【連載コラム】第53回:スプリング・トレーニング招待選手の立場から開幕ロースター入りを狙う3人の日本人選手

写真:コンディションの良さを感じているという筒香嘉智 ©Getty Images

野茂英雄さんが村上雅則さん(1964~65年ジャイアンツ)以来30年ぶりの日本人メジャーリーガーとなった1995年以降、MLBでは途切れることなく日本人選手がプレーしています。今季はドジャースの大谷翔平と山本由伸、パドレスのダルビッシュ有と松井裕樹、カブスの鈴木誠也と今永昇太、メッツの千賀滉大と藤浪晋太郎、レッドソックスの吉田正尚、ブルージェイズの菊池雄星、タイガースの前田健太と合計11人の日本人選手がプレーする予定ですが、ほかにも3人の日本人選手がスプリング・トレーニング招待選手の立場から開幕ロースター入りを狙っています。

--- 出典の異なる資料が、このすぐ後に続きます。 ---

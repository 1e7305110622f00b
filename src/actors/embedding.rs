use actix::prelude::*;
use log::debug;
use ndarray::{s, Array2, Array3, ArrayView2, ArrayView3};
use rand::rngs::StdRng;

use super::{ParameterActor, Stage};
use crate::{
    error::{Result, SwarmError},
    nn::{cross_entropy, flatten, unflatten, LayerNorm, Linear},
    params::{ParamGen, TensorTree, TruncatedNormalGen},
};

const TABLE: &str = "embedding/table";
const POS: &str = "embedding/pos";
const EMBED_STD_DEV: f32 = 0.02;

/// How hidden states are mapped back to vocabulary logits.
#[derive(Clone, Debug)]
enum Projection {
    /// `logits = hidden · tableᵀ`, reusing the embedding table.
    Tied,
    /// `logits = Linear(LayerNorm(hidden))` with weights of its own.
    Untied { ln: LayerNorm, linear: Linear },
}

/// The head and tail of the pipeline: token embedding plus learned positions on the way in,
/// projection to the vocabulary and the loss on the way out.
#[derive(Clone, Debug)]
pub struct Embedding {
    vocab: usize,
    d_model: usize,
    seq_len: usize,
    projection: Projection,
}

impl Embedding {
    pub fn new(vocab: usize, d_model: usize, tied: bool) -> Self {
        let projection = if tied {
            Projection::Tied
        } else {
            Projection::Untied {
                ln: LayerNorm::new("projection/ln", d_model),
                linear: Linear::new("projection/linear", (d_model, vocab), true),
            }
        };

        Self {
            vocab,
            d_model,
            seq_len: 0,
            projection,
        }
    }

    fn check_obs(&self, obs: ArrayView2<u32>) -> Result<()> {
        if obs.ncols() != self.seq_len {
            return Err(SwarmError::Initialization(format!(
                "sequence length {} differs from the {} the embedding was initialized with",
                obs.ncols(),
                self.seq_len
            )));
        }

        match obs.iter().find(|&&tok| tok as usize >= self.vocab) {
            Some(&tok) => Err(SwarmError::shape("token id", &[tok as usize], &[self.vocab])),
            None => Ok(()),
        }
    }

    fn check_hidden(&self, hidden: ArrayView3<f32>) -> Result<()> {
        let (_, t, d) = hidden.dim();
        if d != self.d_model || t != self.seq_len {
            return Err(SwarmError::Initialization(format!(
                "hidden state of shape {:?} does not fit [_, {}, {}]",
                hidden.shape(),
                self.seq_len,
                self.d_model
            )));
        }

        Ok(())
    }

    /// Table lookup plus positional bias.
    pub fn embed(&self, params: &TensorTree, obs: ArrayView2<u32>) -> Result<Array3<f32>> {
        self.check_obs(obs)?;

        let table = params.view2(TABLE)?;
        let pos = params.view2(POS)?;

        let (b, t) = obs.dim();
        let mut hidden = Array3::zeros((b, t, self.d_model));

        for ((bi, ti), &tok) in obs.indexed_iter() {
            let mut out = hidden.slice_mut(s![bi, ti, ..]);
            out.assign(&table.row(tok as usize));
            out += &pos.row(ti);
        }

        Ok(hidden)
    }

    /// Gradient of the embedding with respect to the table and positions, scattered from `dh`.
    pub fn embed_vjp(&self, obs: ArrayView2<u32>, dh: ArrayView3<f32>) -> Result<TensorTree> {
        self.check_obs(obs)?;

        let (b, t) = obs.dim();
        if dh.dim() != (b, t, self.d_model) {
            return Err(SwarmError::shape(
                "embedding gradient",
                dh.shape(),
                &[b, t, self.d_model],
            ));
        }

        let mut dtable = Array2::<f32>::zeros((self.vocab, self.d_model));
        let mut dpos = Array2::<f32>::zeros((self.seq_len, self.d_model));

        for ((bi, ti), &tok) in obs.indexed_iter() {
            let g = dh.slice(s![bi, ti, ..]);

            let mut row = dtable.row_mut(tok as usize);
            row += &g;

            let mut row = dpos.row_mut(ti);
            row += &g;
        }

        let mut grads = TensorTree::new();
        grads.insert(TABLE, dtable);
        grads.insert(POS, dpos);
        Ok(grads)
    }

    /// Vocabulary logits for every position, flattened to `[batch * seq, vocab]`.
    pub fn logits(&self, params: &TensorTree, hidden: ArrayView3<f32>) -> Result<Array2<f32>> {
        self.check_hidden(hidden)?;
        let h = flatten(hidden)?;

        match &self.projection {
            Projection::Tied => Ok(h.dot(&params.view2(TABLE)?.t())),
            Projection::Untied { ln, linear } => {
                let (z, _) = ln.forward(params, h.view())?;
                linear.forward(params, z.view())
            }
        }
    }

    /// Mean cross-entropy of the projected `hidden` against `targets`.
    ///
    /// # Returns
    /// The loss, its gradient with respect to `hidden` and the projection weight gradients.
    pub fn loss_vjp(
        &self,
        params: &TensorTree,
        hidden: ArrayView3<f32>,
        targets: ArrayView2<u32>,
    ) -> Result<(f32, Array3<f32>, TensorTree)> {
        self.check_hidden(hidden)?;

        let (b, t, _) = hidden.dim();
        if targets.dim() != (b, t) {
            return Err(SwarmError::shape("targets", targets.shape(), &[b, t]));
        }

        let h = flatten(hidden)?;
        let targets = targets.iter().copied().collect::<ndarray::Array1<u32>>();
        let mut grads = TensorTree::new();

        let (loss, dh) = match &self.projection {
            Projection::Tied => {
                let table = params.view2(TABLE)?;
                let logits = h.dot(&table.t());
                let (loss, dlogits) = cross_entropy(logits.view(), targets.view())?;

                grads.insert(TABLE, dlogits.t().dot(&h));
                (loss, dlogits.dot(&table))
            }
            Projection::Untied { ln, linear } => {
                let (z, cache) = ln.forward(params, h.view())?;
                let logits = linear.forward(params, z.view())?;
                let (loss, dlogits) = cross_entropy(logits.view(), targets.view())?;

                let dz = linear.backward(params, z.view(), dlogits.view(), &mut grads)?;
                (loss, ln.backward(params, &cache, dz.view(), &mut grads)?)
            }
        };

        Ok((loss, unflatten(dh, b, t)?, grads))
    }
}

impl Stage for Embedding {
    type Sample = Array2<u32>;

    fn init_params(&mut self, rng: &mut StdRng, sample: &Array2<u32>) -> Result<TensorTree> {
        if sample.is_empty() {
            return Err(SwarmError::Initialization(
                "the sample batch must hold at least one token".into(),
            ));
        }
        self.seq_len = sample.ncols();
        self.check_obs(sample.view())?;

        let param_gen = TruncatedNormalGen::new(EMBED_STD_DEV)?;
        let mut params = TensorTree::new();
        params.insert(TABLE, param_gen.tensor(rng, &[self.vocab, self.d_model]));
        params.insert(POS, param_gen.tensor(rng, &[self.seq_len, self.d_model]));

        if let Projection::Untied { ln, linear } = &self.projection {
            ln.init_params(&mut params);
            linear.init_params(rng, 1., &mut params)?;
        }

        Ok(params)
    }
}

pub type EmbeddingActor = ParameterActor<Embedding>;

/* -------------------------------------------------------------------------- */
/*                                  Messages                                  */
/* -------------------------------------------------------------------------- */

#[derive(Message)]
#[rtype(result = "Result<Array3<f32>>")]
pub struct EmbedForward {
    pub obs: Array2<u32>,
}

/// Pushes the embedding gradient for `obs`. Resolves to the mean squared difference between
/// `hidden` and the recomputed embedding.
#[derive(Message)]
#[rtype(result = "Result<f32>")]
pub struct EmbedGrad {
    pub obs: Array2<u32>,
    pub hidden: Array3<f32>,
    pub grad: Array3<f32>,
}

#[derive(Message)]
#[rtype(result = "Result<Array3<f32>>")]
pub struct DebedForward {
    pub hidden: Array3<f32>,
}

/// Seeds the backward pass. Resolves to `((hidden, grad_hidden), loss)`.
#[derive(Message)]
#[rtype(result = "Result<((Array3<f32>, Array3<f32>), f32)>")]
pub struct DebedGrad {
    pub hidden: Array3<f32>,
    pub targets: Array2<u32>,
}

impl Handler<EmbedForward> for EmbeddingActor {
    type Result = Result<Array3<f32>>;

    fn handle(&mut self, msg: EmbedForward, _ctx: &mut Self::Context) -> Self::Result {
        let params = self.state()?.params();
        self.stage.embed(params, msg.obs.view())
    }
}

impl Handler<EmbedGrad> for EmbeddingActor {
    type Result = Result<f32>;

    fn handle(&mut self, msg: EmbedGrad, _ctx: &mut Self::Context) -> Self::Result {
        let EmbedGrad { obs, hidden, grad } = msg;

        let params = self.state()?.params();
        let recomputed = self.stage.embed(params, obs.view())?;
        if hidden.dim() != recomputed.dim() {
            return Err(SwarmError::shape(
                "embedding target",
                hidden.shape(),
                recomputed.shape(),
            ));
        }

        let grads = self.stage.embed_vjp(obs.view(), grad.view())?;
        let diff = (&hidden - &recomputed).mapv(|d| d * d).mean().unwrap_or(0.);

        self.accumulate(&grads)?;
        debug!(actor = self.name(), diff; "embedding gradient accumulated");

        Ok(diff)
    }
}

impl Handler<DebedForward> for EmbeddingActor {
    type Result = Result<Array3<f32>>;

    fn handle(&mut self, msg: DebedForward, _ctx: &mut Self::Context) -> Self::Result {
        let (b, t, _) = msg.hidden.dim();
        let params = self.state()?.params();
        let logits = self.stage.logits(params, msg.hidden.view())?;
        unflatten(logits, b, t)
    }
}

impl Handler<DebedGrad> for EmbeddingActor {
    type Result = Result<((Array3<f32>, Array3<f32>), f32)>;

    fn handle(&mut self, msg: DebedGrad, _ctx: &mut Self::Context) -> Self::Result {
        let DebedGrad { hidden, targets } = msg;

        let params = self.state()?.params();
        let (loss, grad, grads) = self.stage.loss_vjp(params, hidden.view(), targets.view())?;

        self.accumulate(&grads)?;
        debug!(actor = self.name(), loss; "projection gradient accumulated");

        Ok(((hidden, grad), loss))
    }
}

#[cfg(test)]
mod tests {
    use ndarray::array;
    use rand::SeedableRng;

    use super::*;
    use crate::nn::testing::{assert_close, randn};

    fn stage(tied: bool) -> (Embedding, TensorTree, Array2<u32>) {
        let obs = array![[1, 0, 3], [2, 2, 1]];
        let mut stage = Embedding::new(4, 6, tied);
        let params = stage
            .init_params(&mut StdRng::seed_from_u64(5), &obs)
            .unwrap();
        (stage, params, obs)
    }

    #[test]
    fn embeds_token_plus_position() {
        let (stage, params, obs) = stage(true);
        let hidden = stage.embed(&params, obs.view()).unwrap();

        let table = params.view2(TABLE).unwrap();
        let pos = params.view2(POS).unwrap();
        let expected = &table.row(3) + &pos.row(2);

        assert_eq!(hidden.dim(), (2, 3, 6));
        assert_eq!(hidden.slice(s![0, 2, ..]), expected);
    }

    #[test]
    fn untied_has_its_own_projection() {
        let (_, tied, _) = stage(true);
        let (stage, untied, _) = stage(false);

        assert_eq!(tied.len(), 2);
        assert_eq!(untied.len(), 6);
        assert_eq!(untied.view2("projection/linear/w").unwrap().dim(), (6, 4));

        let hidden = randn((2, 3, 6), 1);
        assert_eq!(stage.logits(&untied, hidden.view()).unwrap().dim(), (6, 4));
    }

    #[test]
    fn rejects_foreign_shapes() {
        let (stage, params, _) = stage(true);

        let longer = array![[0, 1, 2, 3]];
        let err = stage.embed(&params, longer.view()).unwrap_err();
        assert!(matches!(err, SwarmError::Initialization(_)));

        let out_of_vocab = array![[0, 1, 9]];
        assert!(stage.embed(&params, out_of_vocab.view()).is_err());

        let narrow = randn((1, 3, 5), 0);
        let err = stage.logits(&params, narrow.view()).unwrap_err();
        assert!(matches!(err, SwarmError::Initialization(_)));
    }

    #[test]
    fn embedding_gradient_scatters_into_rows() {
        let (stage, _, obs) = stage(true);
        let dh = Array3::<f32>::ones((2, 3, 6));
        let grads = stage.embed_vjp(obs.view(), dh.view()).unwrap();

        let dtable = grads.view2(TABLE).unwrap();
        // Token 2 appears twice, token 0 once.
        assert_eq!(dtable.row(2).sum(), 12.);
        assert_eq!(dtable.row(0).sum(), 6.);
        assert_eq!(grads.view2(POS).unwrap().row(0).sum(), 12.);
    }

    fn check_loss_gradient(tied: bool) {
        let (stage, params, _) = stage(tied);
        let hidden = randn((2, 3, 6), 3);
        let targets = array![[0, 1, 2], [3, 3, 0]];

        let (loss, dh, grads) = stage.loss_vjp(&params, hidden.view(), targets.view()).unwrap();
        assert!(loss.is_finite() && loss > 0.);

        let eps = 1e-2;
        for idx in [(0, 0, 0), (1, 2, 5), (0, 1, 3)] {
            let mut plus = hidden.clone();
            plus[idx] += eps;
            let mut minus = hidden.clone();
            minus[idx] -= eps;

            let (lp, _, _) = stage.loss_vjp(&params, plus.view(), targets.view()).unwrap();
            let (lm, _, _) = stage.loss_vjp(&params, minus.view(), targets.view()).unwrap();
            assert_close(dh[idx], (lp - lm) / (2. * eps), 1e-2, "dhidden");
        }

        let key = if tied { TABLE } else { "projection/linear/w" };
        let weight = params.view2(key).unwrap().to_owned();
        for idx in [(0, 0), (1, 3), (3, 2)] {
            let numeric = {
                let mut plus = params.clone();
                let mut w = weight.clone();
                w[idx] += eps;
                plus.insert(key, w);

                let mut minus = params.clone();
                let mut w = weight.clone();
                w[idx] -= eps;
                minus.insert(key, w);

                let (lp, _, _) = stage.loss_vjp(&plus, hidden.view(), targets.view()).unwrap();
                let (lm, _, _) = stage.loss_vjp(&minus, hidden.view(), targets.view()).unwrap();
                (lp - lm) / (2. * eps)
            };

            assert_close(grads.view2(key).unwrap()[idx], numeric, 1e-2, key);
        }
    }

    #[test]
    fn tied_loss_gradient_matches_finite_differences() {
        check_loss_gradient(true);
    }

    #[test]
    fn untied_loss_gradient_matches_finite_differences() {
        check_loss_gradient(false);
    }
}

1人目はレイズの上沢直之です。先日、初めて実戦形式の打撃練習に登板し、カイル・スナイダー投手コーチは「素晴らしいピッチングだった。見ていて楽しかったよ」と高い評価を与えました。レイズはシェーン・マクラナハン、ドリュー・ラスムッセン、ジェフリー・スプリングスの主力3投手を故障で欠いており、現時点で予想される開幕ローテーションはザック・エフリン、アーロン・シバーリ、ザック・リテル、ライアン・ペピオ、タジ・ブラッドリーという顔ぶれ。昨季最多勝のタイトルを獲得したエフリンを除くと、レギュラーシーズンで125イニング以上を投げた経験のある投手が1人もおらず、実際にどれくらい稼働できるのか、不安を残すメンバー構成となっています。

レイズは昨年4月にトミー・ジョン手術を受けたスプリングスを60日間の故障者リストに登録することでロースターの40人枠を空けることができるため、オープン戦のパフォーマンス次第では、日本球界での直近3シーズンで平均160イニングを投げている上沢が開幕ロースター入りするチャンスは十分にあるはず。場合によっては、開幕ローテーションに名を連ねる可能性もあるでしょう。

2人目はジャイアンツの筒香嘉智です。渡米4年目となった昨季はレンジャーズやジャイアンツとマイナー契約を結びましたが、メジャー昇格を果たすことはできませんでした。毎年のように日本球界復帰の可能性が取り沙汰されていますが、筒香はメジャーの舞台で活躍することを決して諦めず、今季も引き続きアメリカでプレーすることを選択。「今までの5年間のなかで一番体調がいい」と自身のコンディションにも手応えを感じているようです。

ジャイアンツは指名打者として大砲ホルヘ・ソレアを獲得。一塁には筒香と同じ左打者のラモンテ・ウェイドJr.がおり、外野の両翼のレギュラー(マイケル・コンフォートとマイク・ヤストレムスキー)も左打者です。正直、ジャイアンツの現状のロースターに筒香が入る余地はないと思われますが、いつ故障者が出るかわかりません。故障者の代役に選ばれるためには、もちろんオープン戦やマイナーの試合で結果を残すことが必要。渡米5年目も筒香の挑戦は続きます。

3人目はアスレチックスの冨岡聖平です。2019年11月に入団テストに合格し、2020年1月に正式契約。2020年はマイナーのシーズンが中止となったため、2021年にマイナーA+級でキャリアを開始しました。昨季はAA級で37試合に登板して防御率3.02と結果を残し、8月にはマイナー最上位のAAA級に昇格。そして、今春は初めてメジャーのスプリング・トレーニングに招待されています。

アスレチックスの戦力はメジャー最弱レベルで、昨季リーグワーストの防御率5.48に終わったように、投手陣も駒不足です。各選手の契約の都合上、開幕ロースター入りは難しいかもしれませんが、オープン戦やマイナーでの活躍次第では、今季中にメジャー昇格が実現するかもしれません。